Your objective >>
In the records below, find the line with "async fn start(&mut" and the line with "tracing::info!(program = %program, pid". Print both exactly, along with every line between them, and no other line.

Data >>
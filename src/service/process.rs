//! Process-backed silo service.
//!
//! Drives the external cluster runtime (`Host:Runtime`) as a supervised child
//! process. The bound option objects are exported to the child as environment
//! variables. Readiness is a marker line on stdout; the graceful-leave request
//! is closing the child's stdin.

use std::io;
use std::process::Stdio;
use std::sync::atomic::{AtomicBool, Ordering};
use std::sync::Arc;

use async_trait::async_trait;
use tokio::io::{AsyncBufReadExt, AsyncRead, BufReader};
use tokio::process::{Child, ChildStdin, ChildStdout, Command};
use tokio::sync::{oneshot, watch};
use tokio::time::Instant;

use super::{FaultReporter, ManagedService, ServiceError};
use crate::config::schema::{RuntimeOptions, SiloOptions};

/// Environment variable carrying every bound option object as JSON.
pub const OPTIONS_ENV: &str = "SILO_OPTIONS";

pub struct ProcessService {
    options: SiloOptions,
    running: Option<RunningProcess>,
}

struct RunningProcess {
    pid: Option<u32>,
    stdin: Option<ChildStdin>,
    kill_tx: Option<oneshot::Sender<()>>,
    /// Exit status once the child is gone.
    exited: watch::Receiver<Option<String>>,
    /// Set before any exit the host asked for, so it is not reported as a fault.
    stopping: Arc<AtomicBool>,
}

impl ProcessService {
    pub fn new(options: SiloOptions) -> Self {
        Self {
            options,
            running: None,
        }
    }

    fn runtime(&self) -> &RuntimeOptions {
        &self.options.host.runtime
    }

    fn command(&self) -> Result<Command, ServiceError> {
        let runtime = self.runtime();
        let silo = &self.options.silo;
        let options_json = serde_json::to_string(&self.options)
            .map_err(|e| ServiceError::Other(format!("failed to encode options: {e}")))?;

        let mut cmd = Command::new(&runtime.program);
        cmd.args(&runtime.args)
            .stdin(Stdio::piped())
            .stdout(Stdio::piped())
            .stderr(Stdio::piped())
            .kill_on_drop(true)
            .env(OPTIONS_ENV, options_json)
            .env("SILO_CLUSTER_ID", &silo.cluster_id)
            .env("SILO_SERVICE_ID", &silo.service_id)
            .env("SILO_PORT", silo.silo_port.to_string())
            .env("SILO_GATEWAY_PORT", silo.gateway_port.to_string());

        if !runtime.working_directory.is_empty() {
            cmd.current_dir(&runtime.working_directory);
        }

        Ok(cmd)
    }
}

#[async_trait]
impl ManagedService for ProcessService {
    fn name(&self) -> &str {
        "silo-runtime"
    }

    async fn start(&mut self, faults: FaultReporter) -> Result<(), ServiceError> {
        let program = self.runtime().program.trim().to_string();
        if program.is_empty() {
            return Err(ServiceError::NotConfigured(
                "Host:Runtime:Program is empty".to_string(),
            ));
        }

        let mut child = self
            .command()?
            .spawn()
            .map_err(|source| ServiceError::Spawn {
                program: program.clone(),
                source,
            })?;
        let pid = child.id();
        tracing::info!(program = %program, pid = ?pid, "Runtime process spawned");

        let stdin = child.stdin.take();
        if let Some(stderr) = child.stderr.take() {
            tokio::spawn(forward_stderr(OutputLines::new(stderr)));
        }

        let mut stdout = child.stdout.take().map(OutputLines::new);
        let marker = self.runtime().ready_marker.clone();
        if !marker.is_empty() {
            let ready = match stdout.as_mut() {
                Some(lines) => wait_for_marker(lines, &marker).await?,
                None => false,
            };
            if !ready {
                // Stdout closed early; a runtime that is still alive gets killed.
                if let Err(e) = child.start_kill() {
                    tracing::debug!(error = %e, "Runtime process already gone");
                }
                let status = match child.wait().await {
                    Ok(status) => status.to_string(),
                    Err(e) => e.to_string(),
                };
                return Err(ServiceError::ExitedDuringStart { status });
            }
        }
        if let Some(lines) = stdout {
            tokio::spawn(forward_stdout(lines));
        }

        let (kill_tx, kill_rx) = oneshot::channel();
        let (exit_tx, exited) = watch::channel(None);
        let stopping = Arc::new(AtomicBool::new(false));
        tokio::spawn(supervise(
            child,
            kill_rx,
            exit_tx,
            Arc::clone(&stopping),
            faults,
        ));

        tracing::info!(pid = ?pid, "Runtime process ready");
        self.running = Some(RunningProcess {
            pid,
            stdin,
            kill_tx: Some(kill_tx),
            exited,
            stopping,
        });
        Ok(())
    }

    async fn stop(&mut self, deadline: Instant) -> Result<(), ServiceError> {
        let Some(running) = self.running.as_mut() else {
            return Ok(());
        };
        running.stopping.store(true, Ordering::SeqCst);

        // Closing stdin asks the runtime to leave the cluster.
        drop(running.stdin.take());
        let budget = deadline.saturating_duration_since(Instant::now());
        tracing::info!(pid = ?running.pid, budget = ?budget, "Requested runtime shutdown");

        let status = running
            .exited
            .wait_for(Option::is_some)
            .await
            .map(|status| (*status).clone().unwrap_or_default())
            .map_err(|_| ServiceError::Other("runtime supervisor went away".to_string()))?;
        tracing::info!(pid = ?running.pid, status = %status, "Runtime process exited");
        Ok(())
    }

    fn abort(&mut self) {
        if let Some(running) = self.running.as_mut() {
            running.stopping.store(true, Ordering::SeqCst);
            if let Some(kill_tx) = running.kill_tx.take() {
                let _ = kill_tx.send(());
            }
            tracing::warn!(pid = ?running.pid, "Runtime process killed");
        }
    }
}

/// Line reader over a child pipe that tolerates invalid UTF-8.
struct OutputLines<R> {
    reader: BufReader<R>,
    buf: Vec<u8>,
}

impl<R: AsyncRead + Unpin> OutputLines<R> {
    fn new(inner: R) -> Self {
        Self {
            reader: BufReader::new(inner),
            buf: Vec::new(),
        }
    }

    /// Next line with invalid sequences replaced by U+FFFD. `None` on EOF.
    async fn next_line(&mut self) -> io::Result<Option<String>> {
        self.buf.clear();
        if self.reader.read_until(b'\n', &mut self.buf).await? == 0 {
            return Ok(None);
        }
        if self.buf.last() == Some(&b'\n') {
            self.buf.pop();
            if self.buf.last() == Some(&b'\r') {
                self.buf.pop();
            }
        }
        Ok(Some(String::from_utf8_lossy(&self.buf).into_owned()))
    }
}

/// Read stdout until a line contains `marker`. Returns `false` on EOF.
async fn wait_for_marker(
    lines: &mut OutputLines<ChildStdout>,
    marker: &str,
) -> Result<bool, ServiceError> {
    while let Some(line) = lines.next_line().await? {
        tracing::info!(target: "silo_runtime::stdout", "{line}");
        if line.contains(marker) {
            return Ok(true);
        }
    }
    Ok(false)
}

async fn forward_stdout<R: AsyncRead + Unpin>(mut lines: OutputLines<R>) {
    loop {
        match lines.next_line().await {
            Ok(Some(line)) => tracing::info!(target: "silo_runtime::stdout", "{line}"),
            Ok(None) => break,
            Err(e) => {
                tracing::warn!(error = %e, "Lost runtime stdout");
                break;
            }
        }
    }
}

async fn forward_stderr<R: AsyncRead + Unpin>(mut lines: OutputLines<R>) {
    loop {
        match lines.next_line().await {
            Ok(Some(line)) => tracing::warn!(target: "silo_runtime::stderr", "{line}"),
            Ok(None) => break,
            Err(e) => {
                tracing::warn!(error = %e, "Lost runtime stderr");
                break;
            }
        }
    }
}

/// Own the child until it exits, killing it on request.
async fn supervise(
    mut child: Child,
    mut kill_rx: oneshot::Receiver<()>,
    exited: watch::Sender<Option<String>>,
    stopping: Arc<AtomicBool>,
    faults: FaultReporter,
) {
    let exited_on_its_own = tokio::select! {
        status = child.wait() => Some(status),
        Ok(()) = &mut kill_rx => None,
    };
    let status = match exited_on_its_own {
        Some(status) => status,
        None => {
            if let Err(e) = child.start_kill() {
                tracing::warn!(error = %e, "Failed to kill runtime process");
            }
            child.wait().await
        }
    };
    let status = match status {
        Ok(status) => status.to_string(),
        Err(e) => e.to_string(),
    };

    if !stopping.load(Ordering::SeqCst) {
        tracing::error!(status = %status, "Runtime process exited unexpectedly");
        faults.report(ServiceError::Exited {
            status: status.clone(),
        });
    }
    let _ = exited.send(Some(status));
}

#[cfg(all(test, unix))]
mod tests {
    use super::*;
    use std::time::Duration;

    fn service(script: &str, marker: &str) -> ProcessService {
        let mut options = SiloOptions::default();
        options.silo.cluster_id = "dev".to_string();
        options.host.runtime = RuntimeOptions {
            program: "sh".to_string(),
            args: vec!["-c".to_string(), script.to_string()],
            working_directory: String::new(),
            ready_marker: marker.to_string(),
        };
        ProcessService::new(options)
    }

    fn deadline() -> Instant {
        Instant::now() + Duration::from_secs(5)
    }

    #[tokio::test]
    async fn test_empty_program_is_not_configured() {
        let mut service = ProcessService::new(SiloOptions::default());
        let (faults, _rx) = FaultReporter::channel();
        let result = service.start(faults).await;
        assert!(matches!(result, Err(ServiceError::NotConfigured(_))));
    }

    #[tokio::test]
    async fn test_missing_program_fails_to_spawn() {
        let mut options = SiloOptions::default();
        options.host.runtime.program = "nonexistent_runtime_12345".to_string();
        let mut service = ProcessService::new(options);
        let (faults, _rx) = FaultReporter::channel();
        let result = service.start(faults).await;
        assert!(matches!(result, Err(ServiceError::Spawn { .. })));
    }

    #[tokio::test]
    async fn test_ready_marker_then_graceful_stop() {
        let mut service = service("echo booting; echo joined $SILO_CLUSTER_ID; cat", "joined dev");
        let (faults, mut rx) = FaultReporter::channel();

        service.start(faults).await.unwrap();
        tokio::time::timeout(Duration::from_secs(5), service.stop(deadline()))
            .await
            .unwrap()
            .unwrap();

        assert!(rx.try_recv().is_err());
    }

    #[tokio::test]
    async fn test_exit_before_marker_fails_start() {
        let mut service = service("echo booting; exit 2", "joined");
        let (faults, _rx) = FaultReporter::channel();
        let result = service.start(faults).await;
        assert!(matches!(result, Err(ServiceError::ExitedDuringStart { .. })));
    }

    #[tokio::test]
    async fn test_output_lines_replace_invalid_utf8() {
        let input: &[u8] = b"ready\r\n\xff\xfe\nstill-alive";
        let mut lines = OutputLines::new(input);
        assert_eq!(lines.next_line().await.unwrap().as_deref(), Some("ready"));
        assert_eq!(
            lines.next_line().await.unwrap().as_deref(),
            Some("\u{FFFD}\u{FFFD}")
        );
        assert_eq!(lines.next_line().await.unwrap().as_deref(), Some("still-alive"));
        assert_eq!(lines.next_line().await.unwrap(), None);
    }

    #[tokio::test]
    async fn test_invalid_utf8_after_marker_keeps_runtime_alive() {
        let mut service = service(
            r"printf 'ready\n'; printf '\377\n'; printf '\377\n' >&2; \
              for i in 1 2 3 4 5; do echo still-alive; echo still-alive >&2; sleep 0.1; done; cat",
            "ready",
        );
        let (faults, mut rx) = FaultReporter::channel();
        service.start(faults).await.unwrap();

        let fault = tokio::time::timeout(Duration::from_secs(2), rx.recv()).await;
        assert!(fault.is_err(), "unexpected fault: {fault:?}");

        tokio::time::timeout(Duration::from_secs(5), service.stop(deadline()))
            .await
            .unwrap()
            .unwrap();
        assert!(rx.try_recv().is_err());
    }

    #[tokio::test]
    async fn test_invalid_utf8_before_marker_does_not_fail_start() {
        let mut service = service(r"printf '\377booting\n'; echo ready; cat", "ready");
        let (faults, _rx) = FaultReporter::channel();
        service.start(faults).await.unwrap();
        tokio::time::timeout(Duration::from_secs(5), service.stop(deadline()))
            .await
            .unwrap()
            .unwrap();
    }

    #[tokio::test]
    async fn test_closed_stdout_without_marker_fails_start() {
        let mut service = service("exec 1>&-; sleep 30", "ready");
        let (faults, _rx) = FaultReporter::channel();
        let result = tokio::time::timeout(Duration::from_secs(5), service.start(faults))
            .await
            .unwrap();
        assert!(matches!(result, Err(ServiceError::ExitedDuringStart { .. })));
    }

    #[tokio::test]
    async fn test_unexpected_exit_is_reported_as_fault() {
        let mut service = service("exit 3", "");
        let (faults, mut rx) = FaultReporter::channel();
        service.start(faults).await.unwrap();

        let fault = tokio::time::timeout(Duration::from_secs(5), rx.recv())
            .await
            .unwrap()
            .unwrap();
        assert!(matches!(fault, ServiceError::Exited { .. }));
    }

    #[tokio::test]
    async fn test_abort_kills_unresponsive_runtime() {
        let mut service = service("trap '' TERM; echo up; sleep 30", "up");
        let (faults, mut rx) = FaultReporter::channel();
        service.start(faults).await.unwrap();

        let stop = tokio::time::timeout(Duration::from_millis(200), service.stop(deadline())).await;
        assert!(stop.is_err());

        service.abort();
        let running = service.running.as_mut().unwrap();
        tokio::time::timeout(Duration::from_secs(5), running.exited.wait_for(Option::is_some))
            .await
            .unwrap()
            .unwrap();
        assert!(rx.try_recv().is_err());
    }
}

Task solution >>
    async fn start(&mut self, faults: FaultReporter) -> Result<(), ServiceError> {
        let program = self.runtime().program.trim().to_string();
        if program.is_empty() {
            return Err(ServiceError::NotConfigured(
                "Host:Runtime:Program is empty".to_string(),
            ));
        }

        let mut child = self
            .command()?
            .spawn()
            .map_err(|source| ServiceError::Spawn {
                program: program.clone(),
                source,
            })?;
        let pid = child.id();
        tracing::info!(program = %program, pid = ?pid, "Runtime process spawned");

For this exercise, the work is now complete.